#### [Exercise objective]
An exact reproduction of all the entries is what the answer must contain.

•••••

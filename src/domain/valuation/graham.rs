//! Benjamin Graham's number: `sqrt(22.5 × EPS × BVPS)`.

use super::result::ValuationResult;
use crate::domain::values::valuation_method::ValuationMethod;
use serde::{Deserialize, Serialize};

/// 15 (max P/E) × 1.5 (max P/B).
pub const GRAHAM_MULTIPLIER: f64 = 22.5;

#[derive(Debug, Clone, Copy, PartialEq, Serialize, Deserialize)]
#[serde(rename_all = "camelCase")]
pub struct GrahamInput {
    /// Earnings per share.
    pub lpa: f64,
    /// Book value per share.
    pub vpa: f64,
    pub current_price: f64,
    /// Desired safety margin, 0–100.
    pub safety_margin: f64,
}

pub fn calculate_graham(input: &GrahamInput) -> ValuationResult {
    let product = GRAHAM_MULTIPLIER * input.lpa * input.vpa;
    let intrinsic_value = if product > 0.0 { product.sqrt() } else { 0.0 };

    tracing::debug!(lpa = input.lpa, vpa = input.vpa, intrinsic_value, "graham valuation");

    ValuationResult::from_intrinsic(
        ValuationMethod::Graham,
        intrinsic_value,
        input.current_price,
        input.safety_margin,
    )
}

•••••

#### [Task answer]
filename src/domain/valuation/graham.rs
//! Benjamin Graham's number: `sqrt(22.5 × EPS × BVPS)`.

use super::result::ValuationResult;
use crate::domain::values::valuation_method::ValuationMethod;
use serde::{Deserialize, Serialize};

/// 15 (max P/E) × 1.5 (max P/B).
pub const GRAHAM_MULTIPLIER: f64 = 22.5;

#[derive(Debug, Clone, Copy, PartialEq, Serialize, Deserialize)]
#[serde(rename_all = "camelCase")]
pub struct GrahamInput {
    /// Earnings per share.
    pub lpa: f64,
    /// Book value per share.
    pub vpa: f64,
    pub current_price: f64,
    /// Desired safety margin, 0–100.
    pub safety_margin: f64,
}

pub fn calculate_graham(input: &GrahamInput) -> ValuationResult {
    let product = GRAHAM_MULTIPLIER * input.lpa * input.vpa;
    let intrinsic_value = if product > 0.0 { product.sqrt() } else { 0.0 };

    tracing::debug!(lpa = input.lpa, vpa = input.vpa, intrinsic_value, "graham valuation");

    ValuationResult::from_intrinsic(
        ValuationMethod::Graham,
        intrinsic_value,
        input.current_price,
        input.safety_margin,
    )
}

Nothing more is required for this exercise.